Too many people braindumping certs who haven't got a clue what they are doing.

We had a guy who joined us and he had the MCSE, he left the backup tapes that had employee records on them in the corridor in a cardboard box and cleaners assumed it was rubbish and threw in the trash.

he wasn't there much longer especially after he mentioned he used the most famous BD provider to pass his exams. I wont mention their name.


----------



## cluberti (Aug 26, 2010)

Certs only mean something if you have experience - there are far too many MCSEs and CCNAs out there that don't appear to know anything about what they were tested on. They simply braindump and pass, leaving potential employers uncertain about the certs (and thus somewhat devaluing them). The MCTS and MCITP tracks are indeed a lot harder to get certs from without experience, but not impossible, so hopefully that will help, but ultimately there's no replacement for experience and knowledge.


----------



## cl0udedth0ught (Sep 29, 2004)

If you are in the D.C./VA/MD area, gov't contractors are good to work for.
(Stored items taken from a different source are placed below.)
//! Pure list primitives used by the store.
//!
//! Both functions leave their inputs untouched and return new vectors.
//! Out-of-range indices are programming errors and panic; the store checks
//! indices before calling in here.

/// Remove the element at `from` and reinsert it at `to`, shifting the
/// elements in between.
///
/// # Panics
///
/// Panics if `from` or `to` is not a valid index of `list`.
pub fn move_within_list<T: Clone>(list: &[T], from: usize, to: usize) -> Vec<T> {
    assert!(
        from < list.len() && to < list.len(),
        "move_within_list: indices {from} -> {to} out of range for length {}",
        list.len()
    );

    let mut out = list.to_vec();
    if from != to {
        let item = out.remove(from);
        out.insert(to, item);
    }
    out
}

/// Remove the element at `from` in `source` and insert it into `dest` at
/// `to`, clamped to `dest.len()`.
///
/// # Panics
///
/// Panics if `from` is not a valid index of `source`.
pub fn transfer_between_lists<T: Clone>(
    source: &[T],
    dest: &[T],
    from: usize,
    to: usize,
) -> (Vec<T>, Vec<T>) {
    assert!(
        from < source.len(),
        "transfer_between_lists: index {from} out of range for length {}",
        source.len()
    );

    let mut new_source = source.to_vec();
    let item = new_source.remove(from);

    let mut new_dest = Vec::with_capacity(dest.len() + 1);
    new_dest.extend_from_slice(dest);
    new_dest.insert(to.min(dest.len()), item);

    (new_source, new_dest)
}
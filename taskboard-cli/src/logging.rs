//! Logging setup for the CLI

use tracing::Level;
use tracing_subscriber::{fmt, prelude::*, registry, EnvFilter};

/// Level picked from the global flags; `quiet` wins over `debug` over `verbose`
pub fn log_level(verbose: bool, debug: bool, quiet: bool) -> Level {
    if quiet {
        Level::ERROR
    } else if debug {
        Level::DEBUG
    } else if verbose {
        Level::INFO
    } else {
        Level::WARN
    }
}

/// Install the stderr subscriber. `RUST_LOG`, when set, replaces the
/// level chosen from the flags.
pub fn configure_logging(verbose: bool, debug: bool, quiet: bool) {
    let level = log_level(verbose, debug, quiet);
    let filter = EnvFilter::try_from_default_env().unwrap_or_else(|_| EnvFilter::new(level.to_string()));

    registry()
        .with(filter)
        .with(fmt::layer().with_writer(std::io::stderr))
        .init();
}

#[cfg(test)]
mod tests {
    use super::*;

    #[test]
    fn test_log_level_precedence() {
        assert_eq!(log_level(false, false, false), Level::WARN);
        assert_eq!(log_level(true, false, false), Level::INFO);
        assert_eq!(log_level(true, true, false), Level::DEBUG);
        assert_eq!(log_level(true, true, true), Level::ERROR);
    }
}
They love to hire people transitioning from the military. I work for one and about 70% of the people I work with were in the military at some point in their lives. Plus, if you have a degree and a security clearance, your almost guranteed a job.


----------



## greenbrucelee (Apr 24, 2007)

cluberti said:


> Certs only mean something if you have experience - there are far too many MCSEs and CCNAs out there that don't appear to know anything about what they were tested on. They simply braindump and pass, leaving potential employers uncertain about the certs (and thus somewhat devaluing them). The MCTS and MCITP tracks are indeed a lot harder to get certs from without experience, but not impossible, so hopefully that will help, but ultimately there's no replacement for experience and knowledge.


yep. The braindumpers have made it almost impossible for noobs to the IT field to get jobs.

There are people out there with the MCSE who can't even spell and wouldn't know what x86 or 64bit is.


----------